### [Exercise instructions]
Give every entry again, exactly.

### [Data listing]
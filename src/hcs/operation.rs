//! HCS operation wrapper

use std::ffi::c_void;
use windows::{
    core::PWSTR,
    Win32::System::HostComputeSystem::*,
};
use crate::Result;

/// Synchronous HCS_OPERATION, closed on drop
pub struct Operation {
    handle: HCS_OPERATION,
}

impl Operation {
    pub fn new() -> Self {
        unsafe {
            let handle = HcsCreateOperation(None, None);
            Self { handle }
        }
    }

    pub fn handle(&self) -> HCS_OPERATION {
        self.handle
    }

    /// Result document of a completed operation
    pub fn get_result(&self) -> Result<String> {
        unsafe {
            let mut result_doc: PWSTR = PWSTR::null();
            let status = HcsGetOperationResult(self.handle, Some(&mut result_doc));
            let result = take_document(result_doc);
            status.map_err(|e| operation_error(e, &result))?;
            Ok(result)
        }
    }

    /// Block until the operation completes and return its result document
    pub fn wait(&self) -> Result<String> {
        unsafe {
            let mut result_doc: PWSTR = PWSTR::null();
            let status = HcsWaitForOperationResult(self.handle, u32::MAX, Some(&mut result_doc));
            let result = take_document(result_doc);
            status.map_err(|e| operation_error(e, &result))?;
            Ok(result)
        }
    }
}

impl Default for Operation {
    fn default() -> Self {
        Self::new()
    }
}

impl Drop for Operation {
    fn drop(&mut self) {
        unsafe {
            HcsCloseOperation(self.handle);
        }
    }
}

/// Copy out and free an HCS-allocated document
unsafe fn take_document(doc: PWSTR) -> String {
    if doc.is_null() {
        return String::new();
    }
    let s = doc.to_string().unwrap_or_default();
    windows::Win32::System::Com::CoTaskMemFree(Some(doc.as_ptr() as *const c_void));
    s
}

/// HCS puts the useful part of a failure in the result document
fn operation_error(e: windows::core::Error, result: &str) -> crate::Error {
    let err = crate::Error::from_hresult(e.code().0, "HCS operation");
    match err {
        crate::Error::Hcs(msg) if !result.is_empty() => {
            crate::Error::Hcs(format!("{}: {}", msg, result))
        }
        other => other,
    }
}
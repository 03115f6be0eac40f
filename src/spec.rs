//! The subset of the OCI runtime specification consulted during creation
//!
//! Only the fields that drive routing, sizing and the boot flush optimization
//! are modeled. Everything else in `config.json` is ignored on load.

use std::path::{Path, PathBuf};
use serde::{Deserialize, Serialize};
use crate::resources::ResourceSpec;
use crate::Result;

/// File name of the writable sandbox disk inside the scratch layer folder
pub const SANDBOX_VHDX: &str = "sandbox.vhdx";

#[derive(Debug, Clone, Default, Serialize, Deserialize)]
#[serde(rename_all = "camelCase")]
pub struct Spec {
    #[serde(default)]
    pub oci_version: String,
    #[serde(default, skip_serializing_if = "Option::is_none")]
    pub hostname: Option<String>,
    #[serde(default, skip_serializing_if = "Option::is_none")]
    pub windows: Option<WindowsSpec>,
    /// Presence marks a Linux (LCOW) workload; the contents are opaque here
    #[serde(default, skip_serializing_if = "Option::is_none")]
    pub linux: Option<serde_json::Value>,
}

#[derive(Debug, Clone, Default, Serialize, Deserialize)]
#[serde(rename_all = "camelCase")]
pub struct WindowsSpec {
    /// Ordered `layerN, ..., layer1, scratch`. The last entry is writable.
    #[serde(default)]
    pub layer_folders: Vec<String>,
    #[serde(default, skip_serializing_if = "Option::is_none")]
    pub resources: Option<WindowsResources>,
    /// Presence selects Hyper-V isolation
    #[serde(default, skip_serializing_if = "Option::is_none")]
    pub hyperv: Option<HyperV>,
    #[serde(default)]
    pub ignore_flushes_during_boot: bool,
}

#[derive(Debug, Clone, Default, Serialize, Deserialize)]
#[serde(rename_all = "camelCase")]
pub struct WindowsResources {
    #[serde(default, skip_serializing_if = "Option::is_none")]
    pub memory: Option<MemoryResources>,
    #[serde(default, skip_serializing_if = "Option::is_none")]
    pub cpu: Option<CpuResources>,
}

#[derive(Debug, Clone, Default, Serialize, Deserialize)]
pub struct MemoryResources {
    /// Bytes
    #[serde(default, skip_serializing_if = "Option::is_none")]
    pub limit: Option<u64>,
}

#[derive(Debug, Clone, Default, Serialize, Deserialize)]
pub struct CpuResources {
    #[serde(default, skip_serializing_if = "Option::is_none")]
    pub count: Option<u64>,
}

#[derive(Debug, Clone, Default, Serialize, Deserialize)]
pub struct HyperV {
    #[serde(rename = "utilityVMPath", default, skip_serializing_if = "String::is_empty")]
    pub utility_vm_path: String,
}

impl Spec {
    /// Load a spec from an OCI bundle `config.json`
    pub fn load(path: impl AsRef<Path>) -> Result<Self> {
        let data = std::fs::read_to_string(path)?;
        Ok(serde_json::from_str(&data)?)
    }

    /// Linux workload running under a foreign kernel
    pub fn is_lcow(&self) -> bool {
        self.linux.is_some()
    }

    pub fn is_hyperv(&self) -> bool {
        self.windows.as_ref().is_some_and(|w| w.hyperv.is_some())
    }

    pub fn ignore_flushes_during_boot(&self) -> bool {
        self.windows
            .as_ref()
            .is_some_and(|w| w.ignore_flushes_during_boot)
    }

    pub fn layer_folders(&self) -> &[String] {
        self.windows
            .as_ref()
            .map(|w| w.layer_folders.as_slice())
            .unwrap_or(&[])
    }

    /// The writable layer folder (last entry of the layer list)
    pub fn scratch_folder(&self) -> Option<&str> {
        self.layer_folders().last().map(String::as_str)
    }

    /// Read-only layers, top-most first
    pub fn read_only_layers(&self) -> &[String] {
        let layers = self.layer_folders();
        &layers[..layers.len().saturating_sub(1)]
    }

    /// Path of the sandbox disk in the scratch folder
    pub fn sandbox_vhdx(&self) -> Option<PathBuf> {
        self.scratch_folder()
            .map(|folder| Path::new(folder).join(SANDBOX_VHDX))
    }

    pub fn resource_spec(&self) -> ResourceSpec {
        let resources = self.windows.as_ref().and_then(|w| w.resources.as_ref());
        ResourceSpec {
            cpu_count: resources
                .and_then(|r| r.cpu.as_ref())
                .and_then(|c| c.count),
            memory_limit_bytes: resources
                .and_then(|r| r.memory.as_ref())
                .and_then(|m| m.limit),
        }
    }
}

### [Output for this exercise]
filename src/hcs/operation.rs
//! HCS operation wrapper

use std::ffi::c_void;
use windows::{
    core::PWSTR,
    Win32::System::HostComputeSystem::*,
};
use crate::Result;

/// Synchronous HCS_OPERATION, closed on drop
pub struct Operation {
    handle: HCS_OPERATION,
}

impl Operation {
    pub fn new() -> Self {
        unsafe {
            let handle = HcsCreateOperation(None, None);
            Self { handle }
        }
    }

    pub fn handle(&self) -> HCS_OPERATION {
        self.handle
    }

    /// Result document of a completed operation
    pub fn get_result(&self) -> Result<String> {
        unsafe {
            let mut result_doc: PWSTR = PWSTR::null();
            let status = HcsGetOperationResult(self.handle, Some(&mut result_doc));
            let result = take_document(result_doc);
            status.map_err(|e| operation_error(e, &result))?;
            Ok(result)
        }
    }

    /// Block until the operation completes and return its result document
    pub fn wait(&self) -> Result<String> {
        unsafe {
            let mut result_doc: PWSTR = PWSTR::null();
            let status = HcsWaitForOperationResult(self.handle, u32::MAX, Some(&mut result_doc));
            let result = take_document(result_doc);
            status.map_err(|e| operation_error(e, &result))?;
            Ok(result)
        }
    }
}

impl Default for Operation {
    fn default() -> Self {
        Self::new()
    }
}

impl Drop for Operation {
    fn drop(&mut self) {
        unsafe {
            HcsCloseOperation(self.handle);
        }
    }
}

/// Copy out and free an HCS-allocated document
unsafe fn take_document(doc: PWSTR) -> String {
    if doc.is_null() {
        return String::new();
    }
    let s = doc.to_string().unwrap_or_default();
    windows::Win32::System::Com::CoTaskMemFree(Some(doc.as_ptr() as *const c_void));
    s
}

/// HCS puts the useful part of a failure in the result document
fn operation_error(e: windows::core::Error, result: &str) -> crate::Error {
    let err = crate::Error::from_hresult(e.code().0, "HCS operation");
    match err {
        crate::Error::Hcs(msg) if !result.is_empty() => {
            crate::Error::Hcs(format!("{}: {}", msg, result))
        }
        other => other,
    }
}
repository 03115f6be0eac40f
filename src/spec.rs
//! The subset of the OCI runtime specification consulted during creation
//!
//! Only the fields that drive routing, sizing and the boot flush optimization
//! are modeled. Everything else in `config.json` is ignored on load.

use std::path::{Path, PathBuf};
use serde::{Deserialize, Serialize};
use crate::resources::ResourceSpec;
use crate::Result;

/// File name of the writable sandbox disk inside the scratch layer folder
pub const SANDBOX_VHDX: &str = "sandbox.vhdx";

#[derive(Debug, Clone, Default, Serialize, Deserialize)]
#[serde(rename_all = "camelCase")]
pub struct Spec {
    #[serde(default)]
    pub oci_version: String,
    #[serde(default, skip_serializing_if = "Option::is_none")]
    pub hostname: Option<String>,
    #[serde(default, skip_serializing_if = "Option::is_none")]
    pub windows: Option<WindowsSpec>,
    /// Presence marks a Linux (LCOW) workload; the contents are opaque here
    #[serde(default, skip_serializing_if = "Option::is_none")]
    pub linux: Option<serde_json::Value>,
}

#[derive(Debug, Clone, Default, Serialize, Deserialize)]
#[serde(rename_all = "camelCase")]
pub struct WindowsSpec {
    /// Ordered `layerN, ..., layer1, scratch`. The last entry is writable.
    #[serde(default)]
    pub layer_folders: Vec<String>,
    #[serde(default, skip_serializing_if = "Option::is_none")]
    pub resources: Option<WindowsResources>,
    /// Presence selects Hyper-V isolation
    #[serde(default, skip_serializing_if = "Option::is_none")]
    pub hyperv: Option<HyperV>,
    #[serde(default)]
    pub ignore_flushes_during_boot: bool,
}

#[derive(Debug, Clone, Default, Serialize, Deserialize)]
#[serde(rename_all = "camelCase")]
pub struct WindowsResources {
    #[serde(default, skip_serializing_if = "Option::is_none")]
    pub memory: Option<MemoryResources>,
    #[serde(default, skip_serializing_if = "Option::is_none")]
    pub cpu: Option<CpuResources>,
}

#[derive(Debug, Clone, Default, Serialize, Deserialize)]
pub struct MemoryResources {
    /// Bytes
    #[serde(default, skip_serializing_if = "Option::is_none")]
    pub limit: Option<u64>,
}

#[derive(Debug, Clone, Default, Serialize, Deserialize)]
pub struct CpuResources {
    #[serde(default, skip_serializing_if = "Option::is_none")]
    pub count: Option<u64>,
}

#[derive(Debug, Clone, Default, Serialize, Deserialize)]
pub struct HyperV {
    #[serde(rename = "utilityVMPath", default, skip_serializing_if = "String::is_empty")]
    pub utility_vm_path: String,
}

impl Spec {
    /// Load a spec from an OCI bundle `config.json`
    pub fn load(path: impl AsRef<Path>) -> Result<Self> {
        let data = std::fs::read_to_string(path)?;
        Ok(serde_json::from_str(&data)?)
    }

    /// Linux workload running under a foreign kernel
    pub fn is_lcow(&self) -> bool {
        self.linux.is_some()
    }

    pub fn is_hyperv(&self) -> bool {
        self.windows.as_ref().is_some_and(|w| w.hyperv.is_some())
    }

    pub fn ignore_flushes_during_boot(&self) -> bool {
        self.windows
            .as_ref()
            .is_some_and(|w| w.ignore_flushes_during_boot)
    }

    pub fn layer_folders(&self) -> &[String] {
        self.windows
            .as_ref()
            .map(|w| w.layer_folders.as_slice())
            .unwrap_or(&[])
    }

    /// The writable layer folder (last entry of the layer list)
    pub fn scratch_folder(&self) -> Option<&str> {
        self.layer_folders().last().map(String::as_str)
    }

    /// Read-only layers, top-most first
    pub fn read_only_layers(&self) -> &[String] {
        let layers = self.layer_folders();
        &layers[..layers.len().saturating_sub(1)]
    }

    /// Path of the sandbox disk in the scratch folder
    pub fn sandbox_vhdx(&self) -> Option<PathBuf> {
        self.scratch_folder()
            .map(|folder| Path::new(folder).join(SANDBOX_VHDX))
    }

    pub fn resource_spec(&self) -> ResourceSpec {
        let resources = self.windows.as_ref().and_then(|w| w.resources.as_ref());
        ResourceSpec {
            cpu_count: resources
                .and_then(|r| r.cpu.as_ref())
                .and_then(|c| c.count),
            memory_limit_bytes: resources
                .and_then(|r| r.memory.as_ref())
                .and_then(|m| m.limit),
        }
    }
}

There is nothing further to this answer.